*TASK*.
Retype the data exactly, so that every line matches the original.

--------

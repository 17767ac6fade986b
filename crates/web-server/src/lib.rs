// In crates/web-server/src/lib.rs

use std::sync::Arc;

use app_config::types::ServerSettings;
use axum::Router;
use axum::extract::{Query, State};
use axum::response::Json;
use axum::routing::{get, post};
use core_types::{DailySnapshot, PortfolioSummary, Symbol};
use ledger::{LedgerEngine, LedgerStore, PriceOracle};
use rust_decimal::Decimal;
use tokio::net::TcpListener;
use types::{SnapshotParams, TradeParams};

pub mod error;
pub mod types;

// Re-export our custom error type for convenience.
pub use error::{Error, Result};

/// The shared application state that is available to all API handlers.
#[derive(Clone)]
pub struct AppState {
    pub store: Arc<dyn LedgerStore>,
    pub oracle: Arc<dyn PriceOracle>,
    /// Cash a brand-new account starts with.
    pub starting_cash: Decimal,
}

impl AppState {
    /// A fresh engine session hydrated from the store.
    ///
    /// Each request gets its own session; the store's version check in
    /// `commit_trade` arbitrates overlapping requests.
    async fn session(&self) -> core_types::Result<LedgerEngine> {
        LedgerEngine::load(self.store.clone(), self.oracle.clone(), self.starting_cash).await
    }
}

/// Creates the main application router with all routes and middleware.
pub fn create_router(app_state: AppState) -> Router {
    // Define a CORS layer to allow requests from our frontend.
    // In a production environment, you would restrict the origin to your actual frontend domain.
    let cors = tower_http::cors::CorsLayer::new()
        .allow_origin(tower_http::cors::Any)
        .allow_methods(tower_http::cors::Any)
        .allow_headers(tower_http::cors::Any);

    // Define the API sub-router.
    let api_router = Router::new()
        .route("/buy", post(buy_handler))
        .route("/sell", post(sell_handler))
        .route("/portfolio", get(get_portfolio_handler))
        .route("/pnl", get(get_pnl_history_handler))
        .route("/pnl/update", post(update_pnl_handler));

    // The main router.
    Router::new()
        .route("/health", get(health_check_handler))
        .nest("/api", api_router)
        .layer(tower_http::trace::TraceLayer::new_for_http())
        .layer(cors)
        .with_state(app_state)
}

/// A simple health check handler.
/// Responds with a 200 OK and a plain-text body.
async fn health_check_handler() -> &'static str {
    "OK"
}

/// Handler for `POST /api/buy?symbol=AAPL&quantity=10`.
/// Executes a buy at the latest recorded price and returns the resulting
/// portfolio summary.
async fn buy_handler(
    State(state): State<AppState>,
    Query(params): Query<TradeParams>,
) -> Result<Json<PortfolioSummary>> {
    let symbol = Symbol(params.symbol);
    tracing::info!(symbol = %symbol.0, quantity = %params.quantity, "Buy request received.");
    let mut engine = state.session().await?;
    let summary = engine.buy(&symbol, params.quantity).await?;
    Ok(Json(summary))
}

/// Handler for `POST /api/sell?symbol=AAPL&quantity=10`.
async fn sell_handler(
    State(state): State<AppState>,
    Query(params): Query<TradeParams>,
) -> Result<Json<PortfolioSummary>> {
    let symbol = Symbol(params.symbol);
    tracing::info!(symbol = %symbol.0, quantity = %params.quantity, "Sell request received.");
    let mut engine = state.session().await?;
    let summary = engine.sell(&symbol, params.quantity).await?;
    Ok(Json(summary))
}

/// Handler for `GET /api/portfolio`.
/// Returns cash, holdings and mark-to-market P&L without mutating anything.
async fn get_portfolio_handler(
    State(state): State<AppState>,
) -> Result<Json<PortfolioSummary>> {
    let engine = state.session().await?;
    let summary = engine.portfolio_summary().await?;
    Ok(Json(summary))
}

/// Handler for `POST /api/pnl/update`.
/// Marks the portfolio to market and stores today's snapshot.
async fn update_pnl_handler(State(state): State<AppState>) -> Result<Json<PortfolioSummary>> {
    let engine = state.session().await?;
    let summary = engine.update_daily_pnl().await?;
    Ok(Json(summary))
}

/// Handler for `GET /api/pnl?limit=30`.
/// Returns stored snapshots, most recent date first.
async fn get_pnl_history_handler(
    State(state): State<AppState>,
    Query(params): Query<SnapshotParams>,
) -> Result<Json<Vec<DailySnapshot>>> {
    let snapshots = state.store.recent_snapshots(params.limit).await?;
    Ok(Json(snapshots))
}

/// The main entry point for running the web server.
///
/// This function sets up the TCP listener and serves the application router.
/// It will run forever until the process is terminated.
pub async fn run(settings: ServerSettings, app_state: AppState) -> Result<()> {
    let app = create_router(app_state);

    let address = format!("{}:{}", settings.host, settings.port);
    tracing::info!("Web server listening on {}", address);

    let listener = TcpListener::bind(&address).await?;

    axum::serve(listener, app.into_make_service()).await?;

    Ok(())
}
// In crates/core-types/src/types.rs

use std::collections::HashMap;

use chrono::NaiveDate;
use rust_decimal::Decimal;
use serde::{Deserialize, Serialize};

/// A trading symbol, e.g. "AAPL".
#[derive(Debug, Clone, PartialEq, Eq, Hash, Serialize, Deserialize)]
pub struct Symbol(pub String);

/// A currently held quantity of one symbol at its cost-weighted average
/// purchase price.
///
/// A position exists only while `quantity > 0`; selling a position down to
/// zero removes it entirely, it is never stored as a zero-quantity row.
#[derive(Debug, Clone, PartialEq, Serialize, Deserialize)]
pub struct Position {
    pub symbol: Symbol,
    pub quantity: Decimal,
    pub avg_price: Decimal,
}

/// The persistence effect of one trade on the positions table: either the
/// surviving position to upsert, or the symbol whose row must go.
#[derive(Debug, Clone, PartialEq)]
pub enum PositionChange {
    Upsert(Position),
    Remove(Symbol),
}

/// One persisted mark-to-market record per calendar date (UTC).
/// Writing a snapshot for an existing date replaces it.
#[derive(Debug, Clone, PartialEq, Serialize, Deserialize)]
pub struct DailySnapshot {
    pub date: NaiveDate,
    pub cash: Decimal,
    pub unrealized_pnl: Decimal,
    pub total: Decimal,
}

/// Derived view of the account returned by every trade and summary call.
/// Never persisted directly; it is the payload a `DailySnapshot` is built from.
#[derive(Debug, Clone, Serialize)]
pub struct PortfolioSummary {
    pub cash: Decimal,
    pub holdings: HashMap<Symbol, Position>,
    pub unrealized_pnl: Decimal,
    pub total: Decimal,
}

--------

*PROBLEM SOLUTION*.
repository 17767ac6fade986b
filename crates/web-server/src/lib.rs
// In crates/web-server/src/lib.rs

use std::sync::Arc;

use app_config::types::ServerSettings;
use axum::Router;
use axum::extract::{Query, State};
use axum::response::Json;
use axum::routing::{get, post};
use core_types::{DailySnapshot, PortfolioSummary, Symbol};
use ledger::{LedgerEngine, LedgerStore, PriceOracle};
use rust_decimal::Decimal;
use tokio::net::TcpListener;
use types::{SnapshotParams, TradeParams};

pub mod error;
pub mod types;

// Re-export our custom error type for convenience.
pub use error::{Error, Result};

/// The shared application state that is available to all API handlers.
#[derive(Clone)]
pub struct AppState {
    pub store: Arc<dyn LedgerStore>,
    pub oracle: Arc<dyn PriceOracle>,
    /// Cash a brand-new account starts with.
    pub starting_cash: Decimal,
}

impl AppState {
    /// A fresh engine session hydrated from the store.
    ///
    /// Each request gets its own session; the store's version check in
    /// `commit_trade` arbitrates overlapping requests.
    async fn session(&self) -> core_types::Result<LedgerEngine> {
        LedgerEngine::load(self.store.clone(), self.oracle.clone(), self.starting_cash).await
    }
}

/// Creates the main application router with all routes and middleware.
pub fn create_router(app_state: AppState) -> Router {
    // Define a CORS layer to allow requests from our frontend.
    // In a production environment, you would restrict the origin to your actual frontend domain.
    let cors = tower_http::cors::CorsLayer::new()
        .allow_origin(tower_http::cors::Any)
        .allow_methods(tower_http::cors::Any)
        .allow_headers(tower_http::cors::Any);

    // Define the API sub-router.
    let api_router = Router::new()
        .route("/buy", post(buy_handler))
        .route("/sell", post(sell_handler))
        .route("/portfolio", get(get_portfolio_handler))
        .route("/pnl", get(get_pnl_history_handler))
        .route("/pnl/update", post(update_pnl_handler));

    // The main router.
    Router::new()
        .route("/health", get(health_check_handler))
        .nest("/api", api_router)
        .layer(tower_http::trace::TraceLayer::new_for_http())
        .layer(cors)
        .with_state(app_state)
}

/// A simple health check handler.
/// Responds with a 200 OK and a plain-text body.
async fn health_check_handler() -> &'static str {
    "OK"
}

/// Handler for `POST /api/buy?symbol=AAPL&quantity=10`.
/// Executes a buy at the latest recorded price and returns the resulting
/// portfolio summary.
async fn buy_handler(
    State(state): State<AppState>,
    Query(params): Query<TradeParams>,
) -> Result<Json<PortfolioSummary>> {
    let symbol = Symbol(params.symbol);
    tracing::info!(symbol = %symbol.0, quantity = %params.quantity, "Buy request received.");
    let mut engine = state.session().await?;
    let summary = engine.buy(&symbol, params.quantity).await?;
    Ok(Json(summary))
}

/// Handler for `POST /api/sell?symbol=AAPL&quantity=10`.
async fn sell_handler(
    State(state): State<AppState>,
    Query(params): Query<TradeParams>,
) -> Result<Json<PortfolioSummary>> {
    let symbol = Symbol(params.symbol);
    tracing::info!(symbol = %symbol.0, quantity = %params.quantity, "Sell request received.");
    let mut engine = state.session().await?;
    let summary = engine.sell(&symbol, params.quantity).await?;
    Ok(Json(summary))
}

/// Handler for `GET /api/portfolio`.
/// Returns cash, holdings and mark-to-market P&L without mutating anything.
async fn get_portfolio_handler(
    State(state): State<AppState>,
) -> Result<Json<PortfolioSummary>> {
    let engine = state.session().await?;
    let summary = engine.portfolio_summary().await?;
    Ok(Json(summary))
}

/// Handler for `POST /api/pnl/update`.
/// Marks the portfolio to market and stores today's snapshot.
async fn update_pnl_handler(State(state): State<AppState>) -> Result<Json<PortfolioSummary>> {
    let engine = state.session().await?;
    let summary = engine.update_daily_pnl().await?;
    Ok(Json(summary))
}

/// Handler for `GET /api/pnl?limit=30`.
/// Returns stored snapshots, most recent date first.
async fn get_pnl_history_handler(
    State(state): State<AppState>,
    Query(params): Query<SnapshotParams>,
) -> Result<Json<Vec<DailySnapshot>>> {
    let snapshots = state.store.recent_snapshots(params.limit).await?;
    Ok(Json(snapshots))
}

/// The main entry point for running the web server.
///
/// This function sets up the TCP listener and serves the application router.
/// It will run forever until the process is terminated.
pub async fn run(settings: ServerSettings, app_state: AppState) -> Result<()> {
    let app = create_router(app_state);

    let address = format!("{}:{}", settings.host, settings.port);
    tracing::info!("Web server listening on {}", address);

    let listener = TcpListener::bind(&address).await?;

    axum::serve(listener, app.into_make_service()).await?;

    Ok(())
}
// In crates/core-types/src/types.rs

use std::collections::HashMap;

use chrono::NaiveDate;
use rust_decimal::Decimal;
use serde::{Deserialize, Serialize};

/// A trading symbol, e.g. "AAPL".
#[derive(Debug, Clone, PartialEq, Eq, Hash, Serialize, Deserialize)]
pub struct Symbol(pub String);

/// A currently held quantity of one symbol at its cost-weighted average
/// purchase price.
///
/// A position exists only while `quantity > 0`; selling a position down to
/// zero removes it entirely, it is never stored as a zero-quantity row.
#[derive(Debug, Clone, PartialEq, Serialize, Deserialize)]
pub struct Position {
    pub symbol: Symbol,
    pub quantity: Decimal,
    pub avg_price: Decimal,
}

/// The persistence effect of one trade on the positions table: either the
/// surviving position to upsert, or the symbol whose row must go.
#[derive(Debug, Clone, PartialEq)]
pub enum PositionChange {
    Upsert(Position),
    Remove(Symbol),
}

/// One persisted mark-to-market record per calendar date (UTC).
/// Writing a snapshot for an existing date replaces it.
#[derive(Debug, Clone, PartialEq, Serialize, Deserialize)]
pub struct DailySnapshot {
    pub date: NaiveDate,
    pub cash: Decimal,
    pub unrealized_pnl: Decimal,
    pub total: Decimal,
}

/// Derived view of the account returned by every trade and summary call.
/// Never persisted directly; it is the payload a `DailySnapshot` is built from.
#[derive(Debug, Clone, Serialize)]
pub struct PortfolioSummary {
    pub cash: Decimal,
    pub holdings: HashMap<Symbol, Position>,
    pub unrealized_pnl: Decimal,
    pub total: Decimal,
}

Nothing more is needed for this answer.